Find every line below with the string "before" and pick it out.

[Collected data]
────────────────────
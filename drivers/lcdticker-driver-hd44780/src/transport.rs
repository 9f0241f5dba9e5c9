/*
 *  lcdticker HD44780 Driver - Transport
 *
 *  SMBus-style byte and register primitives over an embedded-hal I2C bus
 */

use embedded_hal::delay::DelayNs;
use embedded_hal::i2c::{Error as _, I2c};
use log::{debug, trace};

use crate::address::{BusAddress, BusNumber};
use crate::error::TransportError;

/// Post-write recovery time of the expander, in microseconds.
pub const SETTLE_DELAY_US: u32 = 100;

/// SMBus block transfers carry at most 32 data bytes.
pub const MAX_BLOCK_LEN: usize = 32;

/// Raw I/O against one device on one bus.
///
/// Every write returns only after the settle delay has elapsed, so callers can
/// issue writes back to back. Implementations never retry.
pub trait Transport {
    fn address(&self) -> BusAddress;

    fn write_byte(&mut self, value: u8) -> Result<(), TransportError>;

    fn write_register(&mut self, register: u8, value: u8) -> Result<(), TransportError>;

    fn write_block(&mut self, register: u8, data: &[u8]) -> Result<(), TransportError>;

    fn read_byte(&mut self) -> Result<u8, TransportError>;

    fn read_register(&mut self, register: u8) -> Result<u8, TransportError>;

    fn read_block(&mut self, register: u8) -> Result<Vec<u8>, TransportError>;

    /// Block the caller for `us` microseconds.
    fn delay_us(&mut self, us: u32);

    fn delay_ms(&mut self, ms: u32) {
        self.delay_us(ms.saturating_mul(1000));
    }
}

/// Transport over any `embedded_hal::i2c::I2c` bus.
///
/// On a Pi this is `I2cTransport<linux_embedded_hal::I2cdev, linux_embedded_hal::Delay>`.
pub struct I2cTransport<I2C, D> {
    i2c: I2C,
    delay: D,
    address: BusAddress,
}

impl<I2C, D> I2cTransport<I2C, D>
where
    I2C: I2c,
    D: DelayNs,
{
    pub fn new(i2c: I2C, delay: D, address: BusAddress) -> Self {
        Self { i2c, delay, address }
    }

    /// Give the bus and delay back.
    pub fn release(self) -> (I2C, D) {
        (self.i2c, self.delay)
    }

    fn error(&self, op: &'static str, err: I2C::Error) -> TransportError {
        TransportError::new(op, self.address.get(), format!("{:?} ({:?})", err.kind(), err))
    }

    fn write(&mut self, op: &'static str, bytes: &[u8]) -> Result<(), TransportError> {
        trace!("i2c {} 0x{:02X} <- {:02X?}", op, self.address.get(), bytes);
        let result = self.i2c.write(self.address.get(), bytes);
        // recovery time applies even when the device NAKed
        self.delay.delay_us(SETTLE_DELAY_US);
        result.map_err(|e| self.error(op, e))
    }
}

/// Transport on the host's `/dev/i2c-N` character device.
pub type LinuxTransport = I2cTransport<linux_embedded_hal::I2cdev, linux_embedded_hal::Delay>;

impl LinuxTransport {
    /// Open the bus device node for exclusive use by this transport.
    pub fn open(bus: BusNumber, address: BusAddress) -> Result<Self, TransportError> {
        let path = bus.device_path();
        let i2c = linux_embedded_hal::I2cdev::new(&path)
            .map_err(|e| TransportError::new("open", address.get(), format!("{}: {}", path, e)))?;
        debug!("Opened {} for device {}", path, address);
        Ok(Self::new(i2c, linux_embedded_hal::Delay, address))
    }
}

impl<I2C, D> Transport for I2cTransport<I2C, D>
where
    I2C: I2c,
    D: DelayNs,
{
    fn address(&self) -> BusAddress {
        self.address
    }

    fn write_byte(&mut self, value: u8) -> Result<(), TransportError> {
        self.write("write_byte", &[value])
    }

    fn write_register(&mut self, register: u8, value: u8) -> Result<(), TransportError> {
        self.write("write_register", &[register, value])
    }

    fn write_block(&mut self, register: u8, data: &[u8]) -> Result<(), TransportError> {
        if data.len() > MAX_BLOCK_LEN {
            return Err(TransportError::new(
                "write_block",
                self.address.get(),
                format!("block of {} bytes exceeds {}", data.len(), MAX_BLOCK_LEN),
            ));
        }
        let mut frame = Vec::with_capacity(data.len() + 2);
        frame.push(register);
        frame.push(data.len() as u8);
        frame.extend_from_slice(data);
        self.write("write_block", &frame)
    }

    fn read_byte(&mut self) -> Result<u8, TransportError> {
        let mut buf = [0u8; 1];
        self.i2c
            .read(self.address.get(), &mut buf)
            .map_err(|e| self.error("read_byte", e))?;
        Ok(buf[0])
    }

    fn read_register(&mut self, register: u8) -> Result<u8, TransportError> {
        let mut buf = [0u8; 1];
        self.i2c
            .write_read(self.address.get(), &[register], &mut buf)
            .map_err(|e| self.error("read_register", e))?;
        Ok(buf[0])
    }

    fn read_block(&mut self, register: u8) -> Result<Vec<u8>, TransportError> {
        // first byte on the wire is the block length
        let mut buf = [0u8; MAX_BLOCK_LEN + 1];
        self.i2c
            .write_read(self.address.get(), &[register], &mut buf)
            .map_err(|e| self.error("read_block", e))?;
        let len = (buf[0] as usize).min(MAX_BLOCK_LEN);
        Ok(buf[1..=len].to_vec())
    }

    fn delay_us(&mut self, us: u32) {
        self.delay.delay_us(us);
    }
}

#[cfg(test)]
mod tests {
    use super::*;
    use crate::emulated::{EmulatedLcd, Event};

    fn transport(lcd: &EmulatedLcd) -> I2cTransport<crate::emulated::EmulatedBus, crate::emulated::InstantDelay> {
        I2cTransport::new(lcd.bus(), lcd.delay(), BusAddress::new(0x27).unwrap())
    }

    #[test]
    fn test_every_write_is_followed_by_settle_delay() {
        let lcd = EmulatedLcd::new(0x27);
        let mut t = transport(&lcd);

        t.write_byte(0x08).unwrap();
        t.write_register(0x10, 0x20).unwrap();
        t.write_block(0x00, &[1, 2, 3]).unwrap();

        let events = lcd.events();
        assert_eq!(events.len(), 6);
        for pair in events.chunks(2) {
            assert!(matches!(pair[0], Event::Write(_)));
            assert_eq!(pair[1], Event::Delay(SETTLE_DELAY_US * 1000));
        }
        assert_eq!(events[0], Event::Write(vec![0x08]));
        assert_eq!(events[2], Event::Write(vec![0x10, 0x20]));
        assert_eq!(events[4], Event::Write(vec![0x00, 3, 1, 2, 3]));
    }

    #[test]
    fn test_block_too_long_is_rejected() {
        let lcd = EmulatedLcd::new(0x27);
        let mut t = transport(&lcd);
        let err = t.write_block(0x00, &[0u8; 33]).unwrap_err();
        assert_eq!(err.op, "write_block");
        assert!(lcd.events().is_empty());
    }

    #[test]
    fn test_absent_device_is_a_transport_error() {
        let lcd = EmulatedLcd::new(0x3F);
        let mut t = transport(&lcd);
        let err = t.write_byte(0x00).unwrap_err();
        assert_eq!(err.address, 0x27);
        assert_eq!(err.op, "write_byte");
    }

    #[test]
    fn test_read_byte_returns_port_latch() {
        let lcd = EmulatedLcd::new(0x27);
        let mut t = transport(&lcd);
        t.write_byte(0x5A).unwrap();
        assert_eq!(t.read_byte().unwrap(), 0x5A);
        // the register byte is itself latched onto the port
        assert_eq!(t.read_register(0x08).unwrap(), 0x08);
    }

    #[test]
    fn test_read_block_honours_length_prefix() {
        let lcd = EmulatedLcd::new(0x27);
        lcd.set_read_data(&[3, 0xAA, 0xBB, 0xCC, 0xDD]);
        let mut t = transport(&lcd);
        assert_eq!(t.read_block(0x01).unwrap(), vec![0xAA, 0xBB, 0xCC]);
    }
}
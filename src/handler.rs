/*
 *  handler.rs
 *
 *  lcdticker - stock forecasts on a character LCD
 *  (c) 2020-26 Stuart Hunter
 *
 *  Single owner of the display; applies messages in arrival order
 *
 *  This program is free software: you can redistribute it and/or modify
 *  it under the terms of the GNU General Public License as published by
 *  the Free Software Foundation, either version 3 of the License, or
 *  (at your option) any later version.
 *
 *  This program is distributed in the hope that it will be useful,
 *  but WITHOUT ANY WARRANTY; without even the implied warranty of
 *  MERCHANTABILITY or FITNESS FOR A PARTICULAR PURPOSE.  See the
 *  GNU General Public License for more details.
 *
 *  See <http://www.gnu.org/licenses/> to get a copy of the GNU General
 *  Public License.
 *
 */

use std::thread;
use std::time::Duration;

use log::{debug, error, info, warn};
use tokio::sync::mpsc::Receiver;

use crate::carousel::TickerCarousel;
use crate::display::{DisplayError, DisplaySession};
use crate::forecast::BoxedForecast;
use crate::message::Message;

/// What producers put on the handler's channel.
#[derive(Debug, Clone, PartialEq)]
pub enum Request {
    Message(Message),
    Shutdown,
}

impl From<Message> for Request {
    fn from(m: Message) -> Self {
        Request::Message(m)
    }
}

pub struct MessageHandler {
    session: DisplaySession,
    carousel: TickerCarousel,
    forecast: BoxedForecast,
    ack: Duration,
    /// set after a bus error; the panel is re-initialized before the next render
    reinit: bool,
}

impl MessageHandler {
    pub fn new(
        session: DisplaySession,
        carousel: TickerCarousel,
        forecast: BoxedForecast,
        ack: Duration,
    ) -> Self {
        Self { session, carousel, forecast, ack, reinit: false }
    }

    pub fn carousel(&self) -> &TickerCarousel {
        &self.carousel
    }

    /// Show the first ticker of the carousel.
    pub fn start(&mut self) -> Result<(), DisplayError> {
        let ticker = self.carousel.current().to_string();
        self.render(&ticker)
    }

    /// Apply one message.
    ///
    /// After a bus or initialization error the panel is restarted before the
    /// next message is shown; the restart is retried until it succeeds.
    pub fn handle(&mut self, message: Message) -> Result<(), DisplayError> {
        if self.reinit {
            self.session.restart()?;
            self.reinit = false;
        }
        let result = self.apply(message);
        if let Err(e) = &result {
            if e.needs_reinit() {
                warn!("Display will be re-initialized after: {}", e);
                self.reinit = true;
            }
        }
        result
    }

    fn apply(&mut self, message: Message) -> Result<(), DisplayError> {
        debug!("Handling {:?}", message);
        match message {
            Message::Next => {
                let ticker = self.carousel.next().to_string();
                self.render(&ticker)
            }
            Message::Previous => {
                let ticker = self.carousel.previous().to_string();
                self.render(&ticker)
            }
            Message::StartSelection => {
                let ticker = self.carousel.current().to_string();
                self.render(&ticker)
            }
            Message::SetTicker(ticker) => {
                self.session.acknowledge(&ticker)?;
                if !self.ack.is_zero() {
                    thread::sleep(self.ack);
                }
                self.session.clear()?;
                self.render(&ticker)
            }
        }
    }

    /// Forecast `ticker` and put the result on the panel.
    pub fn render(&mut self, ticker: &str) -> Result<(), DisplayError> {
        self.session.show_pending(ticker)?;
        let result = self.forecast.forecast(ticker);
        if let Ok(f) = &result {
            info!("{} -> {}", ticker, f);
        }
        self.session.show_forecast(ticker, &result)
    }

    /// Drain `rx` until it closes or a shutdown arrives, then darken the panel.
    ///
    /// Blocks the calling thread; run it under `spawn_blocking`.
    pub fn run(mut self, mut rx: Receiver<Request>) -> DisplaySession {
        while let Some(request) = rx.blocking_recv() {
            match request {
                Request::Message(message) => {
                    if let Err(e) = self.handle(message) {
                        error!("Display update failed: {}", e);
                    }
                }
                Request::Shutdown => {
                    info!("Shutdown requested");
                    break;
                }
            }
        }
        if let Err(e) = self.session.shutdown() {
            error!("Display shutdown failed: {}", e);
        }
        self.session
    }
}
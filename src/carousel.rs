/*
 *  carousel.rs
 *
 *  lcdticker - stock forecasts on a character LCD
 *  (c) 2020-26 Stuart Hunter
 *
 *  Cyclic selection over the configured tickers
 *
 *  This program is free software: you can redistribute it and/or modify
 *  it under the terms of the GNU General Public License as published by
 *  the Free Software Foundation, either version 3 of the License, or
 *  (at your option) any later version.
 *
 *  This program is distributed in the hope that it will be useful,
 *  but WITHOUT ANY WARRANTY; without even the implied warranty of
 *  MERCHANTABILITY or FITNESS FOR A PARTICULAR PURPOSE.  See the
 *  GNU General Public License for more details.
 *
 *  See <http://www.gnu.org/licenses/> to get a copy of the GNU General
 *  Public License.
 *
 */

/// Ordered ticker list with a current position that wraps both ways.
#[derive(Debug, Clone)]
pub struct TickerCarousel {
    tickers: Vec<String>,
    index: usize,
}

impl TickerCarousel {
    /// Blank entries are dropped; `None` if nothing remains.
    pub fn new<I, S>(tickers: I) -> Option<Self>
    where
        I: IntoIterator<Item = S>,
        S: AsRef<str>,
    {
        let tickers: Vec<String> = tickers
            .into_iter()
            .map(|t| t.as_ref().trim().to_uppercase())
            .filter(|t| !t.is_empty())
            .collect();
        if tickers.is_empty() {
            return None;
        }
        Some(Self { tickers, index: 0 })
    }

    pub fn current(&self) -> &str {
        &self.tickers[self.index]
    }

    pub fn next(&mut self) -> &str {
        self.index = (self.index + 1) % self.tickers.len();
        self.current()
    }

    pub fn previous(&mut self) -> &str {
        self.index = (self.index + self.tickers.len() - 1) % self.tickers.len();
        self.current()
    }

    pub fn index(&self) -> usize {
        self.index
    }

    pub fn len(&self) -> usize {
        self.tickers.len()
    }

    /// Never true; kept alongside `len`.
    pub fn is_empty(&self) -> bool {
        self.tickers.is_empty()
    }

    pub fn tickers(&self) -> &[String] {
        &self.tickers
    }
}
────────────────────
#### [Answer box]
    /// set after a bus error; the panel is re-initialized before the next render
    /// After a bus or initialization error the panel is restarted before the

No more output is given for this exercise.